Africans’ success in the production of cash-crops distorted African development for future years in various ways. First thing, Africans started cash-crop farming to get tax their colonies required them to pay (Stock 196). Such pressure made Africans depended on imported food crops. However, they could not afford prices required for imports and cost of exportation. As a result, they became poor. Moreover, European merchants dominated markets at the cost. Consequently, prices paid to African cash-crop producers were low. When prices of manufactured goods in Europe increased, European merchants passed the cost to African farmers (Stock 196-197). Therefore, Africans received less for what they produced and paid more for goods they imported or bought.
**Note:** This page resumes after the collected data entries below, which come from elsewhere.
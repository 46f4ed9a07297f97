use serde::{Deserialize, Serialize};

/// A single row of the source dataset, excluding the header row.
///
/// The paginator itself is generic and never inspects field contents;
/// this is the concrete type produced by [`crate::CsvLoader`].
#[derive(Debug, Clone, PartialEq, Eq, Serialize, Deserialize)]
pub struct Record {
    /// Ordered field values as they appeared in the source row.
    pub fields: Vec<String>,
}

impl Record {
    pub fn new(fields: Vec<String>) -> Self {
        Self { fields }
    }
}

impl From<csv::StringRecord> for Record {
    fn from(row: csv::StringRecord) -> Self {
        Self {
            fields: row.iter().map(str::to_owned).collect(),
        }
    }
}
The situations forced Africans to bring more land under cash-crop production and neglected food production (Mulvaney 64-65). The soil became increasingly exhausted and famine struck during drought. As evident, cash-crop production made Africans dependent on other continents for basic foodstuffs.
Mulvaney, Dustin. “Green Food: An A-to-Z Guide.” Thousand Oaks, Calif: Sage Pub, 2011. Print.
Stock, F. Robert. ”Africa South of the Sahara: A Geographical Interpretation.” New York: Guilford Press, 2013. Print.